Al-Tanf Graduation Ceremony
"You cannot imagine how important this trip is for us," exclaims Intisar Yusef Mahmoud, a Palestine refugee from Iraq, as she and fifty other women made their first trip outside of the camp in over 18 months. Life is tough in al-Tanf, an isolated and desolate refugee camp located 250km east of Damascus, along the Syrian-Iraqi border.
Intisar and other women from al-Tanf travelled to UNRWA Women's Centre in Yarmouk and Tartous in late October to celebrate their graduation from courses in hairdressing and beautification. The trip was organised by UNRWA's relief and social services programme to honour the women and their accomplishments.
Nearly 90 women living in al-Tanf camp enrolled in vocational training courses offered by UNRWA, and those who successfully completed the six-month course were awarded a certificate at the graduation ceremony held at the Yarmouk Women’s Centre.
The living conditions in the camp are seriously below standard, as most refugees live in tents between the highway and a six-metre-high wall. UNRWA organises social activities in the camps in an effort to better the inhabitants’ lives.
One of the teachers, Manal Khalife, proudly boasted about the accomplishments of her students and the subsequent opportunities that have enabled her students to put their skills into action. "We recently did the hair and make-up for a bride whose wedding was held in al-Tanf. The wedding crowd had to drive around the camp by ambulance, since there were no cars available. You see we can still manage to celebrate and make the most of our circumstances, despite our lack of resources!" Manal laughs.

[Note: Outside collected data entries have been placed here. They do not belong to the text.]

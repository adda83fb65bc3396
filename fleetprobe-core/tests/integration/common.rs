//! Shared fixtures for the polling integration tests

use std::sync::Arc;
use std::time::Duration;

use fleetprobe_core::sink::RECORD_DELIMITER;
use fleetprobe_core::testing::{MockProvider, SharedBuffer};
use fleetprobe_core::{Credentials, OutputSink, PollContext, ProbeSet, Supervisor};

/// One parsed output line
#[derive(Debug, Clone, PartialEq, Eq)]
pub struct ParsedRecord {
    pub timestamp: String,
    pub host: String,
    pub label: String,
    pub payload: String,
}

pub struct Harness {
    pub provider: Arc<MockProvider>,
    pub buffer: SharedBuffer,
    pub sink: Arc<OutputSink>,
}

impl Harness {
    pub fn new() -> Self {
        let buffer = SharedBuffer::new();
        Self {
            provider: Arc::new(MockProvider::new()),
            sink: Arc::new(OutputSink::new(buffer.clone())),
            buffer,
        }
    }

    pub fn supervisor(&self, context: PollContext) -> Supervisor<MockProvider> {
        Supervisor::new(Arc::clone(&self.provider), Arc::clone(&self.sink), context)
    }

    /// Records in output order; every default mock payload is one line
    pub fn records(&self) -> Vec<ParsedRecord> {
        self.buffer
            .contents_string()
            .lines()
            .map(|line| parse_line(line).unwrap_or_else(|| panic!("malformed record: {line:?}")))
            .collect()
    }
}

pub fn parse_line(line: &str) -> Option<ParsedRecord> {
    let mut fields = line.splitn(4, RECORD_DELIMITER);
    Some(ParsedRecord {
        timestamp: fields.next()?.to_string(),
        host: fields.next()?.to_string(),
        label: fields.next()?.to_string(),
        payload: fields.next()?.to_string(),
    })
}

pub fn credentials() -> Credentials {
    Credentials::from_plain("monitor", "secret").unwrap()
}

pub fn context(interval: Duration, max_cycles: Option<u64>) -> PollContext {
    let mut context = PollContext::new(credentials(), ProbeSet::reference(), interval);
    context.max_cycles = max_cycles;
    context
}

pub fn hosts(addresses: &[&str]) -> Vec<String> {
    addresses.iter().map(ToString::to_string).collect()
}
//! Tracing setup for structured logging
//!
//! Diagnostics (connection failures, exec errors, lifecycle events) go
//! through `tracing` and never reach the record sink. The binary calls
//! [`init_tracing`] once at startup.

use std::io::IsTerminal;
use std::path::PathBuf;
use std::sync::atomic::{AtomicBool, Ordering};

use thiserror::Error;
use tracing::Level;
use tracing_subscriber::EnvFilter;
use tracing_subscriber::layer::SubscriberExt;
use tracing_subscriber::util::SubscriberInitExt;

/// Global flag indicating whether tracing has been initialized
static TRACING_INITIALIZED: AtomicBool = AtomicBool::new(false);

/// Errors that can occur during tracing initialization
#[derive(Debug, Error)]
pub enum TracingError {
    /// Failed to initialize tracing subscriber
    #[error("Failed to initialize tracing: {0}")]
    InitializationFailed(String),

    /// Tracing already initialized
    #[error("Tracing has already been initialized")]
    AlreadyInitialized,

    /// Failed to create log file
    #[error("Failed to create log file: {0}")]
    FileCreationFailed(String),
}

/// Result type for tracing operations
pub type TracingResult<T> = Result<T, TracingError>;

/// Tracing log level configuration
#[derive(Debug, Clone, Copy, PartialEq, Eq, PartialOrd, Ord, Default)]
pub enum TracingLevel {
    /// Error level - only errors
    Error,
    /// Warn level - errors and warnings
    Warn,
    /// Info level - errors, warnings, and info (default)
    #[default]
    Info,
    /// Debug level - all above plus debug messages
    Debug,
    /// Trace level - all messages including trace
    Trace,
}

impl TracingLevel {
    /// Converts to tracing crate's Level
    #[must_use]
    pub const fn to_tracing_level(self) -> Level {
        match self {
            Self::Error => Level::ERROR,
            Self::Warn => Level::WARN,
            Self::Info => Level::INFO,
            Self::Debug => Level::DEBUG,
            Self::Trace => Level::TRACE,
        }
    }

    /// Level for a `-v` count on top of `Warn`, or `Error` when quiet
    #[must_use]
    pub const fn from_verbosity(verbose: u8, quiet: bool) -> Self {
        if quiet {
            return Self::Error;
        }
        match verbose {
            0 => Self::Warn,
            1 => Self::Info,
            2 => Self::Debug,
            _ => Self::Trace,
        }
    }
}

impl std::str::FromStr for TracingLevel {
    type Err = ();

    fn from_str(s: &str) -> Result<Self, Self::Err> {
        match s.to_lowercase().as_str() {
            "error" => Ok(Self::Error),
            "warn" | "warning" => Ok(Self::Warn),
            "info" => Ok(Self::Info),
            "debug" => Ok(Self::Debug),
            "trace" => Ok(Self::Trace),
            _ => Err(()),
        }
    }
}

impl std::fmt::Display for TracingLevel {
    fn fmt(&self, f: &mut std::fmt::Formatter<'_>) -> std::fmt::Result {
        match self {
            Self::Error => write!(f, "error"),
            Self::Warn => write!(f, "warn"),
            Self::Info => write!(f, "info"),
            Self::Debug => write!(f, "debug"),
            Self::Trace => write!(f, "trace"),
        }
    }
}

/// Output destination for tracing logs
#[derive(Debug, Clone, PartialEq, Eq, Default)]
pub enum TracingOutput {
    /// Output to stdout
    Stdout,
    /// Output to stderr
    #[default]
    Stderr,
    /// Append to a file
    File(PathBuf),
}

/// Configuration for tracing initialization
#[derive(Debug, Clone, Default)]
pub struct TracingConfig {
    /// Log level
    pub level: TracingLevel,
    /// Output destination
    pub output: TracingOutput,
    /// Whether to include thread names (one per worker)
    pub thread_names: bool,
    /// Custom filter string (overrides level if set)
    pub filter: Option<String>,
}

impl TracingConfig {
    /// Creates a new tracing configuration with default values
    #[must_use]
    pub fn new() -> Self {
        Self::default()
    }

    /// Sets the log level
    #[must_use]
    pub const fn with_level(mut self, level: TracingLevel) -> Self {
        self.level = level;
        self
    }

    /// Sets the output destination
    #[must_use]
    pub fn with_output(mut self, output: TracingOutput) -> Self {
        self.output = output;
        self
    }

    /// Enables or disables thread names in log lines
    #[must_use]
    pub const fn with_thread_names(mut self, enabled: bool) -> Self {
        self.thread_names = enabled;
        self
    }

    /// Sets a custom filter string
    #[must_use]
    pub fn with_filter(mut self, filter: impl Into<String>) -> Self {
        self.filter = Some(filter.into());
        self
    }

    /// Filter directive applied when no custom filter is set
    #[must_use]
    pub fn default_directive(&self) -> String {
        format!("fleetprobe_core={level},fleetprobe={level}", level = self.level)
    }
}

/// Initializes the tracing subscriber with the given configuration
///
/// Call once at startup. `RUST_LOG` is not consulted; use
/// [`TracingConfig::with_filter`] for custom directives.
///
/// # Errors
///
/// Returns an error if:
/// - Tracing has already been initialized
/// - The filter string is invalid or the subscriber fails to install
/// - File output is configured but the file cannot be opened
pub fn init_tracing(config: &TracingConfig) -> TracingResult<()> {
    if TRACING_INITIALIZED.swap(true, Ordering::SeqCst) {
        return Err(TracingError::AlreadyInitialized);
    }

    let filter = if let Some(ref custom_filter) = config.filter {
        EnvFilter::try_new(custom_filter)
            .map_err(|e| TracingError::InitializationFailed(e.to_string()))?
    } else {
        EnvFilter::try_new(config.default_directive()).unwrap_or_else(|_| EnvFilter::new("warn"))
    };

    let layer = tracing_subscriber::fmt::layer()
        .with_target(false)
        .with_level(true)
        .with_ansi(use_ansi(&config.output))
        .with_thread_names(config.thread_names);

    match &config.output {
        TracingOutput::Stdout => tracing_subscriber::registry()
            .with(filter)
            .with(layer.with_writer(std::io::stdout))
            .try_init(),
        TracingOutput::Stderr => tracing_subscriber::registry()
            .with(filter)
            .with(layer.with_writer(std::io::stderr))
            .try_init(),
        TracingOutput::File(path) => {
            let file = std::fs::OpenOptions::new()
                .create(true)
                .append(true)
                .open(path)
                .map_err(|e| TracingError::FileCreationFailed(format!("{}: {e}", path.display())))?;
            tracing_subscriber::registry()
                .with(filter)
                .with(layer.with_writer(file))
                .try_init()
        }
    }
    .map_err(|e| TracingError::InitializationFailed(e.to_string()))?;

    tracing::debug!(level = %config.level, "Tracing initialized");
    Ok(())
}

/// Colour only when the destination is a terminal
fn use_ansi(output: &TracingOutput) -> bool {
    match output {
        TracingOutput::Stdout => std::io::stdout().is_terminal(),
        TracingOutput::Stderr => std::io::stderr().is_terminal(),
        TracingOutput::File(_) => false,
    }
}

/// Standard span names for poller operations
pub mod span_names {
    /// Connect, handshake and authenticate for one host
    pub const SESSION_SETUP: &str = "session.setup";
    /// One probe execution
    pub const PROBE_RUN: &str = "probe.run";
    /// One worker cycle against one host
    pub const WORKER_CYCLE: &str = "worker.cycle";
    /// Whole supervised run
    pub const SUPERVISOR_RUN: &str = "supervisor.run";
    /// Session close at teardown
    pub const SESSION_TEARDOWN: &str = "session.teardown";
}
mod common;
mod isolation_tests;
mod scenario_tests;
mod shutdown_tests;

The training activities have provided the women with an outlet to express themselves and free their minds from their harsh surroundings in which they are forced to live. Social worker Ishtar al-Dali has been running projects in al-Tanf for the past year in order to help alleviate the stress of everyday life.
Daily activities organised for women and young girls include an embroidery course, a Qur’an study course, as well as a discussion session. "Girls can write their questions on little slips of paper and then drop them in the box. We then try to answer their questions and solve their problems individually or as a whole in a group," explains Ishtar al-Dali.

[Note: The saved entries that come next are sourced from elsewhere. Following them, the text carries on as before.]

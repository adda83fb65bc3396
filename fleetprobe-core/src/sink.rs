//! Serialized output of probe records
//!
//! Every record is written under one global lock that is held for the whole
//! record: header first, then each payload chunk as it streams in from the
//! remote channel. Two records never interleave in the destination, at the
//! cost of holding the lock for the length of a remote read loop.
//!
//! Record layout:
//!
//! ```text
//! [2024-05-01 12:00:00] | 10.0.0.1 | CPU_LOAD | 0.42
//! ```
//!
//! The payload is written raw: chunks are concatenated in read order, nothing
//! is escaped and no delimiter or newline is added after it. A command that
//! prints nothing leaves a bare header, so the next record starts on the same
//! line.

use std::fs::OpenOptions;
use std::io::{self, Write};
use std::path::Path;
use std::sync::{Mutex, MutexGuard, PoisonError};

use chrono::{DateTime, Local};

use crate::error::SinkError;

/// Separator between record fields
pub const RECORD_DELIMITER: &str = " | ";

/// Fixed-width local-time format of the record timestamp
pub const TIMESTAMP_FORMAT: &str = "[%Y-%m-%d %H:%M:%S]";

/// Header fields of one record
#[derive(Debug, Clone, PartialEq, Eq)]
pub struct RecordHeader {
    /// When the command was issued
    pub timestamp: DateTime<Local>,
    /// Host the command ran on
    pub host: String,
    /// Probe label
    pub label: String,
}

impl RecordHeader {
    /// Creates a header stamped with the current local time
    #[must_use]
    pub fn now(host: impl Into<String>, label: impl Into<String>) -> Self {
        Self {
            timestamp: Local::now(),
            host: host.into(),
            label: label.into(),
        }
    }

    /// Renders `timestamp | host | label | `, ready for the payload
    #[must_use]
    pub fn render(&self) -> String {
        format!(
            "{ts}{d}{host}{d}{label}{d}",
            ts = self.timestamp.format(TIMESTAMP_FORMAT),
            d = RECORD_DELIMITER,
            host = self.host,
            label = self.label,
        )
    }
}

struct SinkState {
    writer: Box<dyn Write + Send>,
    closed: bool,
    records: u64,
}

/// Destination shared by all workers
pub struct OutputSink {
    state: Mutex<SinkState>,
}

impl OutputSink {
    /// Wraps any writer
    pub fn new(writer: impl Write + Send + 'static) -> Self {
        Self {
            state: Mutex::new(SinkState {
                writer: Box::new(writer),
                closed: false,
                records: 0,
            }),
        }
    }

    /// Writes records to standard output
    #[must_use]
    pub fn stdout() -> Self {
        Self::new(io::stdout())
    }

    /// Appends records to `path`, creating it if needed
    ///
    /// # Errors
    ///
    /// Returns an error if the file cannot be opened.
    pub fn append_to_file(path: &Path) -> io::Result<Self> {
        let file = OpenOptions::new().create(true).append(true).open(path)?;
        Ok(Self::new(file))
    }

    fn lock(&self) -> MutexGuard<'_, SinkState> {
        self.state.lock().unwrap_or_else(PoisonError::into_inner)
    }

    /// Takes the output lock and writes the record header.
    ///
    /// The returned writer keeps the lock until it is finished or dropped,
    /// so the caller can stream payload chunks into the same record.
    ///
    /// # Errors
    ///
    /// Returns `SinkError::Closed` after [`Self::close`], or an I/O error if
    /// the header cannot be written.
    pub fn begin_record(&self, header: &RecordHeader) -> Result<RecordWriter<'_>, SinkError> {
        let mut guard = self.lock();
        if guard.closed {
            return Err(SinkError::Closed);
        }
        guard.writer.write_all(header.render().as_bytes())?;
        guard.records += 1;
        Ok(RecordWriter {
            guard,
            payload_bytes: 0,
        })
    }

    /// Writes a complete record in one call
    ///
    /// # Errors
    ///
    /// Same as [`Self::begin_record`] plus payload write failures.
    pub fn write_record(&self, header: &RecordHeader, payload: &[u8]) -> Result<u64, SinkError> {
        let mut record = self.begin_record(header)?;
        record.write_chunk(payload)?;
        record.finish()
    }

    /// Stops accepting records. Waits for an in-flight record to finish.
    pub fn close(&self) {
        let mut guard = self.lock();
        if !guard.closed {
            guard.closed = true;
            if let Err(e) = guard.writer.flush() {
                tracing::warn!(error = %e, "Failed to flush output on close");
            }
        }
    }

    /// Whether [`Self::close`] has been called
    #[must_use]
    pub fn is_closed(&self) -> bool {
        self.lock().closed
    }

    /// Number of records started so far
    #[must_use]
    pub fn records_written(&self) -> u64 {
        self.lock().records
    }
}

impl std::fmt::Debug for OutputSink {
    fn fmt(&self, f: &mut std::fmt::Formatter<'_>) -> std::fmt::Result {
        let state = self.lock();
        f.debug_struct("OutputSink")
            .field("closed", &state.closed)
            .field("records", &state.records)
            .finish_non_exhaustive()
    }
}

/// An open record holding the output lock
pub struct RecordWriter<'a> {
    guard: MutexGuard<'a, SinkState>,
    payload_bytes: u64,
}

impl RecordWriter<'_> {
    /// Appends a payload chunk
    ///
    /// # Errors
    ///
    /// Returns an I/O error if the write fails.
    pub fn write_chunk(&mut self, chunk: &[u8]) -> Result<(), SinkError> {
        self.guard.writer.write_all(chunk)?;
        self.payload_bytes += chunk.len() as u64;
        Ok(())
    }

    /// Payload bytes written so far
    #[must_use]
    pub const fn payload_bytes(&self) -> u64 {
        self.payload_bytes
    }

    /// Flushes and releases the lock, returning the payload size
    ///
    /// # Errors
    ///
    /// Returns an I/O error if the flush fails.
    pub fn finish(mut self) -> Result<u64, SinkError> {
        self.guard.writer.flush()?;
        Ok(self.payload_bytes)
    }
}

The recent training programme has given the women a renewed sense of optimism. "My students were very motivated and excited about the training. The course gave them hope and made them believe in themselves," Manal Khalife says.
"Before UNRWA activities were implemented, our only options were to watch television and to pass our time at home," says Intisar. The hairdressing course provided her relief from the doldrums of everyday life, and her participation in the graduation ceremony allowed her to leave the al-Tanf camp for the first time in over 18 months. Still, she continues to worry about her children’s chances for a better life in the future. "I'm waiting to hear whether my family can be resettled in a third country; we are awaiting answer from Finland. I hope for a better future for my children. They do not have a chance to further their educational studies if we stay in the camp."